▶ _Instructions for the task_:
Everything from the line containing "filename migrator-domain/src/aggregates/migration_aggregate.rs" through the line containing "place that mutates" should be repeated exactly, and nothing else from the data.

-=-=-

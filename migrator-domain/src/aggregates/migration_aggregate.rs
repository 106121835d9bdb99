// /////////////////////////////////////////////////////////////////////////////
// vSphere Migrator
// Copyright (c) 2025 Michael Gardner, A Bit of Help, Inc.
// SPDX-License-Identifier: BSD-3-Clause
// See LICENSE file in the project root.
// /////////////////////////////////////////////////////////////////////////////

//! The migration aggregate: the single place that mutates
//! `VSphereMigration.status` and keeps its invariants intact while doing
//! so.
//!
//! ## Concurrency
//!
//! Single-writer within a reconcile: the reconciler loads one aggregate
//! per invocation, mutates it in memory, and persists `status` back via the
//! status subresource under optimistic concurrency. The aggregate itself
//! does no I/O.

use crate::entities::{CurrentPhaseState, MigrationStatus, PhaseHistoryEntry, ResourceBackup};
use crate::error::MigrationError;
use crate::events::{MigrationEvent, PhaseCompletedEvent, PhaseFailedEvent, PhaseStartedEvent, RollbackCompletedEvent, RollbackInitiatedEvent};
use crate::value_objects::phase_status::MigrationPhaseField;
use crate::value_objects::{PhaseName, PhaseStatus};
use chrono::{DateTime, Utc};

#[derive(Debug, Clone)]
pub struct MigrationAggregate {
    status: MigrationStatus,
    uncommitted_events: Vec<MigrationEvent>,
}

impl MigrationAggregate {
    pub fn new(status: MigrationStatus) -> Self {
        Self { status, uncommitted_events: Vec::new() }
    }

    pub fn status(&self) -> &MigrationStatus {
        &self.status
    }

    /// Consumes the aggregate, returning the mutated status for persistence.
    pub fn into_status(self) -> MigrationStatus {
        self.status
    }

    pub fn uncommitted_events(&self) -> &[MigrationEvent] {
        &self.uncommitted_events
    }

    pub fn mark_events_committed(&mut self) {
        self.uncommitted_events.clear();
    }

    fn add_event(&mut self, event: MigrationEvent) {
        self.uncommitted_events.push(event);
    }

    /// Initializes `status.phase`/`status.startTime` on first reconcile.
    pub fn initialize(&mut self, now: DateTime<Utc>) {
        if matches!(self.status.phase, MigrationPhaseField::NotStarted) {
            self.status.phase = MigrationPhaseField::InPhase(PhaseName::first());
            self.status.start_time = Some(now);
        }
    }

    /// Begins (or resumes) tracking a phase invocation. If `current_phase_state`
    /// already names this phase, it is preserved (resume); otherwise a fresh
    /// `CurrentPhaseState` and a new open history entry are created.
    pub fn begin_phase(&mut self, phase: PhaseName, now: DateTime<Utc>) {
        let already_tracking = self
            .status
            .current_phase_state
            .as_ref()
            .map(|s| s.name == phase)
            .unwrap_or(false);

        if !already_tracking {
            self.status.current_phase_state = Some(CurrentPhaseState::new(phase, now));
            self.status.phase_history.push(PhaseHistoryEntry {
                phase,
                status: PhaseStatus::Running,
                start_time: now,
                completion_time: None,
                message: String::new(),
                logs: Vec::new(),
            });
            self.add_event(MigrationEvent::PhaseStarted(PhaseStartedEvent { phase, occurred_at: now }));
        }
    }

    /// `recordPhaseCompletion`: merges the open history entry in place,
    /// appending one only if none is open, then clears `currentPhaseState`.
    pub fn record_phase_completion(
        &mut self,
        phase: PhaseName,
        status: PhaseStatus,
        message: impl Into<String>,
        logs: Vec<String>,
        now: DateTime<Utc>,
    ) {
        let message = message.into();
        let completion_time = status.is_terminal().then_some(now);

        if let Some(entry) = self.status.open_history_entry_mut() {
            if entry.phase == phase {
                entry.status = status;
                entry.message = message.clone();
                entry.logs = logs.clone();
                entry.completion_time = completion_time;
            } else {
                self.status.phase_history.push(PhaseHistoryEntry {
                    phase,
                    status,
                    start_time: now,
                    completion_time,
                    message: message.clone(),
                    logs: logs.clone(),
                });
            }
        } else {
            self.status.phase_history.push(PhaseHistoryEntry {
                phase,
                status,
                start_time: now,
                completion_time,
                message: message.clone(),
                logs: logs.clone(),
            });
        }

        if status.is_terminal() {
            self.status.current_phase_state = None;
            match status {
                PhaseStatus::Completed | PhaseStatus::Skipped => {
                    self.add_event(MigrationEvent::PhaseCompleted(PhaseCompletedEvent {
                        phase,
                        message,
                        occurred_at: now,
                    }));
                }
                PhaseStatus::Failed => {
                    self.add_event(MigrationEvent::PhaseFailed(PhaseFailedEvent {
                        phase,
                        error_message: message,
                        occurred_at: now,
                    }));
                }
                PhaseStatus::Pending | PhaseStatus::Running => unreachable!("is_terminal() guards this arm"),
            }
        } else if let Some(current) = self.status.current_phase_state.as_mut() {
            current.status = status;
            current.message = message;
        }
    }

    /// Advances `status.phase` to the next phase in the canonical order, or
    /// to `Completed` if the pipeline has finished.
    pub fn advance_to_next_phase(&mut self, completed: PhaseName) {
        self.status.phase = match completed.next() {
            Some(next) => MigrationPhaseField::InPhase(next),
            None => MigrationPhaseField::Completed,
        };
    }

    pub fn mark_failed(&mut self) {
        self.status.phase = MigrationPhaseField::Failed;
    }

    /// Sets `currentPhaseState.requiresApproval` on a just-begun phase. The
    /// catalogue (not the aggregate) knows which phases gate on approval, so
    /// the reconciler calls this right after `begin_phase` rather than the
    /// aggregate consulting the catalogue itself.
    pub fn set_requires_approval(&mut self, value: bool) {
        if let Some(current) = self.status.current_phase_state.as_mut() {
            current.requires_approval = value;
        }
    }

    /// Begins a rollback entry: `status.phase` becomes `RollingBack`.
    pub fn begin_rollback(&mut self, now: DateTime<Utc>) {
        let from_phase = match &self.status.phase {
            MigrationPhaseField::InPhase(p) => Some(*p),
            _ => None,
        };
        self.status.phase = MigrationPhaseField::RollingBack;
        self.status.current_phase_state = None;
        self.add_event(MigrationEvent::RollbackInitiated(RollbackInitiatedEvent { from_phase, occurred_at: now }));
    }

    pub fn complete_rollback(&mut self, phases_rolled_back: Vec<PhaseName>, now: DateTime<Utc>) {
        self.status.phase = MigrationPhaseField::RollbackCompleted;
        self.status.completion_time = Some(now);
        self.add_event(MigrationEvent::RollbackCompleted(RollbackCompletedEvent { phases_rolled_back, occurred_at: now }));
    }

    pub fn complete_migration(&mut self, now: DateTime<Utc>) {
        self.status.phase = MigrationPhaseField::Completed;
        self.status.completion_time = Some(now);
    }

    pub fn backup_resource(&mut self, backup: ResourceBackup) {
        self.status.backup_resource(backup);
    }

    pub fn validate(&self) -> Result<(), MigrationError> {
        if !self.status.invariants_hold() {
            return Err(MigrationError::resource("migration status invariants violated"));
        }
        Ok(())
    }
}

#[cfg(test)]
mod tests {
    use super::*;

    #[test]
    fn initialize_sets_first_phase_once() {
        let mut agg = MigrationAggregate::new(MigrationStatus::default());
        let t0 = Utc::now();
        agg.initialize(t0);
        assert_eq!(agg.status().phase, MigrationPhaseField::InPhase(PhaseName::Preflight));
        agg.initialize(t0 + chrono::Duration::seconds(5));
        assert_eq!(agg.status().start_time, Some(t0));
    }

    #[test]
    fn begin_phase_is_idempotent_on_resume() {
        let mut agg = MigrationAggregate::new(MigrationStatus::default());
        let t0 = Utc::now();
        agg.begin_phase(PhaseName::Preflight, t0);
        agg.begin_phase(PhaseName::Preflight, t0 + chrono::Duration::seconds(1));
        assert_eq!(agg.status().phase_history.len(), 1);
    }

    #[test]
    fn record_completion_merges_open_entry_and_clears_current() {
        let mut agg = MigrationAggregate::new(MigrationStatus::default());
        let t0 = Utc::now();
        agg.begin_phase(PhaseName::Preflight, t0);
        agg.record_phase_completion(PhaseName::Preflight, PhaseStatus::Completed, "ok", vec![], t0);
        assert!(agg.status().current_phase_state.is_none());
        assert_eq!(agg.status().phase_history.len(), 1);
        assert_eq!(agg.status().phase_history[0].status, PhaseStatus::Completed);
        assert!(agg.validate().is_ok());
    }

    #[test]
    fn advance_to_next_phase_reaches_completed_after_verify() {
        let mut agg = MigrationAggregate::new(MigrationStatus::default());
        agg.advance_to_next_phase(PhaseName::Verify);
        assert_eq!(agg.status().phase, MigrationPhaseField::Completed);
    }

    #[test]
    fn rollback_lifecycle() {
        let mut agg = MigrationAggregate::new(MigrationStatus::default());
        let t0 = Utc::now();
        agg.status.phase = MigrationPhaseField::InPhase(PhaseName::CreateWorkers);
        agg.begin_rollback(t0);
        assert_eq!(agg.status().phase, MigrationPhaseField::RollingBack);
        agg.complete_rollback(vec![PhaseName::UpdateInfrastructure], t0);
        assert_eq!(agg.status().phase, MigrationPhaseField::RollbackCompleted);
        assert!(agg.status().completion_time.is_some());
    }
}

-=-=-

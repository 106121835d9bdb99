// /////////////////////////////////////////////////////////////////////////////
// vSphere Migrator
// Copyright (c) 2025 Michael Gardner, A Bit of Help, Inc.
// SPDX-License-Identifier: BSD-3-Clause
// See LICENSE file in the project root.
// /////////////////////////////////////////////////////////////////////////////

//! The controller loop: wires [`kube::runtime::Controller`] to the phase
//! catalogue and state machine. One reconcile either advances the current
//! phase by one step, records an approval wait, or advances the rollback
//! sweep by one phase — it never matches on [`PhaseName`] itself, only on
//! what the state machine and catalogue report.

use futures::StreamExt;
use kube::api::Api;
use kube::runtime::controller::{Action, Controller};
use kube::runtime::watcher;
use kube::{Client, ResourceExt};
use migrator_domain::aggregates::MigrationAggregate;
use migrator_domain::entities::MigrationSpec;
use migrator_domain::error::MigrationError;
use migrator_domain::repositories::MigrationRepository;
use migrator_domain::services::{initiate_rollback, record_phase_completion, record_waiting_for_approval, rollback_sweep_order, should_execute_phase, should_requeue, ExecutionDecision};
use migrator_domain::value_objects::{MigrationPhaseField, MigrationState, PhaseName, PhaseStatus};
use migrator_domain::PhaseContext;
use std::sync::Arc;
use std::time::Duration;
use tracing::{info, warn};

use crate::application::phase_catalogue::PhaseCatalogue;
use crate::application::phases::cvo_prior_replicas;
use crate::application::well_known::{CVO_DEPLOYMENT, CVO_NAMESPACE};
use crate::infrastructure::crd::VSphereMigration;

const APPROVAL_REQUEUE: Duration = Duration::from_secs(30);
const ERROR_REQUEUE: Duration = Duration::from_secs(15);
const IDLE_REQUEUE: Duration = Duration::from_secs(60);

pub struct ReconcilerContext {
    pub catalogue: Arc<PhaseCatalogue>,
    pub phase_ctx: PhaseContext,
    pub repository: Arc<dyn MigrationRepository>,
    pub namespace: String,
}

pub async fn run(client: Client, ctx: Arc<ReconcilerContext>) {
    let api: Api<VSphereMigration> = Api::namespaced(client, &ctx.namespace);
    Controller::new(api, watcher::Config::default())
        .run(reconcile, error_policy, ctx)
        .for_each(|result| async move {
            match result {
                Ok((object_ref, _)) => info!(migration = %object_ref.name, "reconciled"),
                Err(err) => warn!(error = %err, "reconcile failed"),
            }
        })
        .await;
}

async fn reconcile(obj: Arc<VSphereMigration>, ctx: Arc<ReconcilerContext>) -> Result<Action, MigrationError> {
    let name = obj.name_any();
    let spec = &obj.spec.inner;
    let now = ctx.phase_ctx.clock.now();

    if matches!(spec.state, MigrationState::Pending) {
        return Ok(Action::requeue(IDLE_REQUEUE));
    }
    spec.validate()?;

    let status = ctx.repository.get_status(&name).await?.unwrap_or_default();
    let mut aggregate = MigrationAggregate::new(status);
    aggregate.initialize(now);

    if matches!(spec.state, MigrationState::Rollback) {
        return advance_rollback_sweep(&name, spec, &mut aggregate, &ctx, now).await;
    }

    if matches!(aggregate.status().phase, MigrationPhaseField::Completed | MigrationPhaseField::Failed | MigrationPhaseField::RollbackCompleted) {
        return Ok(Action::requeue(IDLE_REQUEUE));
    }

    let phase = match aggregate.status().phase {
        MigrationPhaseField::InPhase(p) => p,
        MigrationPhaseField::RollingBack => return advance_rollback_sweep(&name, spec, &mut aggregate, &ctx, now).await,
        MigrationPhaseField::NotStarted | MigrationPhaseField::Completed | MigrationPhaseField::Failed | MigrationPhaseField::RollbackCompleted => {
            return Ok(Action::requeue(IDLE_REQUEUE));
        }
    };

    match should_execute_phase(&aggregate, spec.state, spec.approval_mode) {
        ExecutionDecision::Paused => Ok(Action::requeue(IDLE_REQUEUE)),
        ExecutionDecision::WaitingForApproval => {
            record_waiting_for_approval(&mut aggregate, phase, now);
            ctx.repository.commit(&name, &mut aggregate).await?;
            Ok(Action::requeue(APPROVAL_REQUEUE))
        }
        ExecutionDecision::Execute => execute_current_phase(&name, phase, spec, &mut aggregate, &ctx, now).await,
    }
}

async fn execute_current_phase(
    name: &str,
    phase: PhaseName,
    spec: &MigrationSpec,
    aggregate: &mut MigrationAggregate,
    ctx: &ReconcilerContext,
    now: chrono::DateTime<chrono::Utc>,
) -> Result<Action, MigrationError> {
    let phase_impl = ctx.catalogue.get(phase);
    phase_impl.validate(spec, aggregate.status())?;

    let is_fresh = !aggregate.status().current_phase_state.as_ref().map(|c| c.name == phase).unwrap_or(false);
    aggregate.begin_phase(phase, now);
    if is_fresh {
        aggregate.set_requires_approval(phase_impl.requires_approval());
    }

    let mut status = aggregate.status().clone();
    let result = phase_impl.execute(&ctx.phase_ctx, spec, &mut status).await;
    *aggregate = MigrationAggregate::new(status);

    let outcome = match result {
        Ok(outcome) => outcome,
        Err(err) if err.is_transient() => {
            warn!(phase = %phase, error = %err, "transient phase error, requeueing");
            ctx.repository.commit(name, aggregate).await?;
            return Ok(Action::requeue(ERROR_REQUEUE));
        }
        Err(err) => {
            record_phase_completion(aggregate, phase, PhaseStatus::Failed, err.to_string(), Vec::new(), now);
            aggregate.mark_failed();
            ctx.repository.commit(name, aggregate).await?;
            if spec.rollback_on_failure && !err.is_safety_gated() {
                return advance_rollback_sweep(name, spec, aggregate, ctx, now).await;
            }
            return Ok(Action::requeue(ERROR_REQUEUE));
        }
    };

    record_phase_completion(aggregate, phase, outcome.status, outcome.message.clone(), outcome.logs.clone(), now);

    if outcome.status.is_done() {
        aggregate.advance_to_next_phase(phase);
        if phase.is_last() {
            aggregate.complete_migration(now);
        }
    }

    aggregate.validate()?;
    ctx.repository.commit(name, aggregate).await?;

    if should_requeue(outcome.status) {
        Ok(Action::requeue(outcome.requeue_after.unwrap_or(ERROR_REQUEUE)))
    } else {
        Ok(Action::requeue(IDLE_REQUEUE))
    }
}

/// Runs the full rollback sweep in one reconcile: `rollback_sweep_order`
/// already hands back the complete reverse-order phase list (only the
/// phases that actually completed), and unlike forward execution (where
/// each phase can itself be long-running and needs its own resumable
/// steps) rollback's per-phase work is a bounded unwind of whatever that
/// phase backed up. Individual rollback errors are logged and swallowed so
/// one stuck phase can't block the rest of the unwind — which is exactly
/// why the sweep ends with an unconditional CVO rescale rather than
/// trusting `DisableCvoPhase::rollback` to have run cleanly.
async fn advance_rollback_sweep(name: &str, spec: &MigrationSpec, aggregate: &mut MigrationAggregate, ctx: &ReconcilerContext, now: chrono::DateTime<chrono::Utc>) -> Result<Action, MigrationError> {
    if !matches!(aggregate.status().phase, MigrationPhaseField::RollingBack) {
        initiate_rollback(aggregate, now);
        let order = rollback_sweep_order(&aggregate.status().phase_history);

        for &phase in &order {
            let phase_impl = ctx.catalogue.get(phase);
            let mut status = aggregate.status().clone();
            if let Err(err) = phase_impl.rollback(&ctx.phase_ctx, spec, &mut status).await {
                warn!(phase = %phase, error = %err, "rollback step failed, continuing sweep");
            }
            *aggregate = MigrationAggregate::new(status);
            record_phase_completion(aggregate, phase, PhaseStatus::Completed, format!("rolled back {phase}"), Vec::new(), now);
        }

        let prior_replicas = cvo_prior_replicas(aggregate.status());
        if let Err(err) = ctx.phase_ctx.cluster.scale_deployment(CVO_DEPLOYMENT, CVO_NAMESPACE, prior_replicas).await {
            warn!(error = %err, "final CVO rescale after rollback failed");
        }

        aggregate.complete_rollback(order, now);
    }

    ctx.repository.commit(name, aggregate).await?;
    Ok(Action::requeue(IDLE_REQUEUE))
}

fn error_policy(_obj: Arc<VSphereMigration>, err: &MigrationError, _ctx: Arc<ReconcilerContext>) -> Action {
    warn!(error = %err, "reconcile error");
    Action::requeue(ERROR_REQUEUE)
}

-=-=-

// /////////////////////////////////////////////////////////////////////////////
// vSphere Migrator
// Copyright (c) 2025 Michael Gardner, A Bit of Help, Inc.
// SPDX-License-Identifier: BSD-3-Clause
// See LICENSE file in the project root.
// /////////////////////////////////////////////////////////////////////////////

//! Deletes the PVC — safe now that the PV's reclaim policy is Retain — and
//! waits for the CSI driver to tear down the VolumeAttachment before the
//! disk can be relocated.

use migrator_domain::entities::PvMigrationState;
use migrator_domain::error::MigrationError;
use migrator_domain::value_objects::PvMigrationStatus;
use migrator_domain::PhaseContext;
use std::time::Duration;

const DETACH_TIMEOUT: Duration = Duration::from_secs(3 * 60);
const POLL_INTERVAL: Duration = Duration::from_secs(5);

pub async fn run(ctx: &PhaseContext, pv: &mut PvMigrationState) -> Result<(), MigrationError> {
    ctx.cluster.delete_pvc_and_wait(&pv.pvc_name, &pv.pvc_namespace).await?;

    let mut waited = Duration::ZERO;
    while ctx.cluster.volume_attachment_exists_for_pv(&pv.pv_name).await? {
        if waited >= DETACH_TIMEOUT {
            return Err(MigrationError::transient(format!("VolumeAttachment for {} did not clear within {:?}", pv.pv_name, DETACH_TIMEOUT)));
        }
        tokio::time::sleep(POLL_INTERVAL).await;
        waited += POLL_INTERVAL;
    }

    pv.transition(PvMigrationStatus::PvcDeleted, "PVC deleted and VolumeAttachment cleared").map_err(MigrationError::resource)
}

-=-=-

▶ _Task answer_:
filename migrator-domain/src/aggregates/migration_aggregate.rs
repository 106121835d9bdb99
// /////////////////////////////////////////////////////////////////////////////
// vSphere Migrator
// Copyright (c) 2025 Michael Gardner, A Bit of Help, Inc.
// SPDX-License-Identifier: BSD-3-Clause
// See LICENSE file in the project root.
// /////////////////////////////////////////////////////////////////////////////

//! The migration aggregate: the single place that mutates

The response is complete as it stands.